Another 2013 study published in the journal Nature found a “substantial increase in water-use efficiency in temperate and boreal forests of the Northern Hemisphere over the past two decades.”

“The observed increase in forest water-use efficiency is larger than that predicted by existing theory and 13 terrestrial biosphere models,” the study added. “The increase is associated with trends of increasing ecosystem-level photosynthesis and net carbon uptake, and decreasing evapotranspiration.”

But as Lomborg notes, CO2 fertilization is only one side of global warming and does not diminish the importance of the issue.

“Remember, this does not mean that global warming is not real or not overall a problem,” he said. “There are definitely downsides to global warming (and in the long run these are greater than the upsides). But we don’t get a balanced global conversation on climate change if we overwhelmingly hear about the downsides but rarely if ever hear about the upsides.”

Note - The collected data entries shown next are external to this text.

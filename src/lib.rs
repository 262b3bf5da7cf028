/*!
 * # epubtrans - Markup archive translator
 *
 * A Rust library for translating the textual content of structured markup
 * archives (EPUB-style document collections) while preserving the markup
 * itself.
 *
 * ## Features
 *
 * - Collects translatable text fragments from parsed markup documents
 * - Packs fragments into size-bounded, delimiter-joined batches
 * - Correlates batched responses back to fragments positionally, with a
 *   per-fragment fallback when the backend mangles the delimiter
 * - Post-corrects recurring terminology mistakes with an ordered rule set
 * - Translates many resources concurrently without mutating the archive
 *   until the whole job has finished
 *
 * ## Architecture
 *
 * The library is organized in these main modules:
 * - `app_config`: Configuration management
 * - `container`: Archive resource types and the container service interface
 * - `markup_processor`: Markup tree model, fragment collection and reinsertion
 * - `translation`: The batch translation pipeline:
 *   - `translation::core`: Translation service and backend seam
 *   - `translation::batching`: Size-bounded batch construction
 *   - `translation::dispatcher`: Request dispatch, correlation and fallback
 *   - `translation::corrector`: Terminology post-correction
 *   - `translation::formatting`: Boundary whitespace preservation
 *   - `translation::cache`: Pending results awaiting the final commit
 *   - `translation::progress`: Fragment-completion progress tracking
 * - `app_controller`: Job coordinator and per-resource workers
 * - `language_utils`: ISO language code utilities
 * - `providers`: Client implementations for translation backends:
 *   - `providers::chat`: Conversational (chat completion) backend
 *   - `providers::translate_api`: Single-string translate endpoint backend
 * - `errors`: Custom error types for the application
 *
 * ## License
 *
 * This project is licensed under the MIT License
 */

// Global lints configuration
// These lints will be allowed but not auto-fixed
#![allow(clippy::uninlined_format_args)]
#![allow(clippy::redundant_closure_for_method_calls)]

// Public modules
pub mod app_config;
pub mod app_controller;
pub mod container;
pub mod errors;
pub mod language_utils;
pub mod markup_processor;
pub mod providers;
pub mod translation;

// Re-export main types for easier usage
pub use app_config::{Config, CorrectionRule};
pub use app_controller::{Controller, JobSummary};
pub use container::{ContainerService, Resource};
pub use errors::{AppError, ProviderError, TranslationError};
pub use markup_processor::{Fragment, MarkupCodec, MarkupDocument, MarkupNode};
pub use translation::TranslationService;
/*!
 * Provider implementations for different translation backends.
 *
 * This module contains client implementations for the supported backend
 * flavors:
 * - Chat: Conversational endpoint (Ollama-compatible chat completion)
 * - TranslateApi: Single-string translate endpoint
 * - Mock: Scriptable backend for tests
 */

use async_trait::async_trait;
use std::fmt::Debug;

use crate::errors::ProviderError;

/// Common trait for all backend providers
///
/// This trait defines the interface that all provider implementations must follow,
/// allowing them to be used interchangeably in the translation service.
#[async_trait]
pub trait Provider: Send + Sync + Debug {
    /// The request type for this provider
    type Request: Send + Sync;

    /// The response type for this provider
    type Response: Send + Sync;

    /// Complete a request using this provider
    ///
    /// # Arguments
    /// * `request` - The request to complete
    ///
    /// # Returns
    /// * `Result<Self::Response, ProviderError>` - The response from the provider or an error
    async fn complete(&self, request: Self::Request) -> Result<Self::Response, ProviderError>;

    /// Test the connection to the provider
    ///
    /// # Returns
    /// * `Result<(), ProviderError>` - Ok if the connection is successful, or an error
    async fn test_connection(&self) -> Result<(), ProviderError>;

    /// Extract text from the provider response
    ///
    /// # Arguments
    /// * `response` - The response from the provider
    ///
    /// # Returns
    /// * `String` - The extracted text
    fn extract_text(response: &Self::Response) -> String;
}

pub mod chat;
pub mod mock;
pub mod translate_api;
/*!
 * Tests for batch dispatch, correlation and fallback
 */

use epubtrans::app_config::CorrectionRule;
use epubtrans::markup_processor::Fragment;
use epubtrans::providers::mock::MockBackend;
use epubtrans::translation::batching::{Batch, BatchBuilder};
use epubtrans::translation::core::RequestKind;
use epubtrans::translation::corrector::TermCorrector;
use epubtrans::translation::dispatcher::BatchDispatcher;
use epubtrans::translation::progress::ProgressTracker;

const DELIMITER: &str = " ||| ";

fn fragments(texts: &[&str]) -> Vec<Fragment> {
    texts
        .iter()
        .enumerate()
        .map(|(index, text)| Fragment {
            leaf_index: index,
            text: text.to_string(),
        })
        .collect()
}

fn one_batch(texts: &[&str]) -> Batch {
    let mut batches = BatchBuilder::new(10_000, DELIMITER).build(fragments(texts));
    assert_eq!(batches.len(), 1, "test batch should not split");
    batches.remove(0)
}

#[tokio::test]
async fn test_dispatch_withMatchingSegmentCount_shouldAssignPositionally() {
    let backend =
        MockBackend::working(DELIMITER).with_lookup(&[("Hello", "Привет"), ("world", "мир")]);
    let corrector = TermCorrector::new(Vec::new());
    let tracker = ProgressTracker::new(2);
    let dispatcher = BatchDispatcher::new(&backend, &corrector, DELIMITER, &tracker);

    let batch = one_batch(&["Hello", " world"]);
    let results = dispatcher.dispatch(&batch).await;

    assert_eq!(results, vec!["Привет".to_string(), " мир".to_string()]);
    assert_eq!(backend.call_count(), 1);
    assert_eq!(tracker.completed(), 2);
}

#[tokio::test]
async fn test_dispatch_withLostDelimiter_shouldFallBackToIndividualCalls() {
    let backend = MockBackend::delimiter_lost(DELIMITER)
        .with_lookup(&[("Hello", "Привет"), ("world", "мир")]);
    let corrector = TermCorrector::new(Vec::new());
    let tracker = ProgressTracker::new(2);
    let dispatcher = BatchDispatcher::new(&backend, &corrector, DELIMITER, &tracker);

    let batch = one_batch(&["Hello", " world"]);
    let results = dispatcher.dispatch(&batch).await;

    assert_eq!(results, vec!["Привет".to_string(), " мир".to_string()]);

    // One failed batch call plus one call per fragment
    let calls = backend.calls();
    assert_eq!(calls.len(), 3);
    assert_eq!(calls[0].0, RequestKind::Batch);
    assert_eq!(calls[1].0, RequestKind::Single);
    assert_eq!(calls[2].0, RequestKind::Single);
    assert_eq!(tracker.completed(), 2);
}

#[tokio::test]
async fn test_dispatch_withFailingBackend_shouldKeepOriginalText() {
    let backend = MockBackend::failing(DELIMITER);
    let corrector = TermCorrector::new(Vec::new());
    let tracker = ProgressTracker::new(2);
    let dispatcher = BatchDispatcher::new(&backend, &corrector, DELIMITER, &tracker);

    let batch = one_batch(&["Hello", " world"]);
    let results = dispatcher.dispatch(&batch).await;

    // Nothing translated, nothing dropped
    assert_eq!(results, vec!["Hello".to_string(), " world".to_string()]);
    assert_eq!(tracker.completed(), 2);
}

#[tokio::test]
async fn test_dispatch_withFailedBatchButWorkingSingles_shouldRecover() {
    let backend = MockBackend::fail_first(1, DELIMITER)
        .with_lookup(&[("Hello", "Привет"), ("world", "мир")]);
    let corrector = TermCorrector::new(Vec::new());
    let tracker = ProgressTracker::new(2);
    let dispatcher = BatchDispatcher::new(&backend, &corrector, DELIMITER, &tracker);

    let batch = one_batch(&["Hello", " world"]);
    let results = dispatcher.dispatch(&batch).await;

    assert_eq!(results, vec!["Привет".to_string(), " мир".to_string()]);
    assert_eq!(backend.call_count(), 3);
}

#[tokio::test]
async fn test_dispatch_withEmptyResponse_shouldKeepOriginalText() {
    let backend = MockBackend::empty(DELIMITER);
    let corrector = TermCorrector::new(Vec::new());
    let tracker = ProgressTracker::new(2);
    let dispatcher = BatchDispatcher::new(&backend, &corrector, DELIMITER, &tracker);

    let batch = one_batch(&["Hello", " world"]);
    let results = dispatcher.dispatch(&batch).await;

    assert_eq!(results, vec!["Hello".to_string(), " world".to_string()]);
}

#[tokio::test]
async fn test_dispatch_shouldApplyCorrectionRulesToSegments() {
    let backend = MockBackend::working(DELIMITER).with_lookup(&[("John", "Джон")]);
    let corrector = TermCorrector::new(vec![CorrectionRule::new("Джон", "Іван")]);
    let tracker = ProgressTracker::new(1);
    let dispatcher = BatchDispatcher::new(&backend, &corrector, DELIMITER, &tracker);

    let batch = one_batch(&["John"]);
    let results = dispatcher.dispatch(&batch).await;

    assert_eq!(results, vec!["Іван".to_string()]);
}

#[tokio::test]
async fn test_dispatch_withEmptyBatch_shouldReturnNothing() {
    let backend = MockBackend::working(DELIMITER);
    let corrector = TermCorrector::new(Vec::new());
    let tracker = ProgressTracker::new(0);
    let dispatcher = BatchDispatcher::new(&backend, &corrector, DELIMITER, &tracker);

    let batch = Batch {
        fragments: Vec::new(),
        text: String::new(),
    };
    assert!(dispatcher.dispatch(&batch).await.is_empty());
    assert_eq!(backend.call_count(), 0);
}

Scientists have also warned that higher temperatures, water scarcity and more severe weather could offset the benefits of “global greening.”

“On the face of it, elevated CO2 boosting the foliage in dry country is good news and could assist forestry and agriculture in such areas; however there will be secondary effects that are likely to influence water availability, the carbon cycle, fire regimes and biodiversity, for example,” CSIRO’s Donahue cautioned.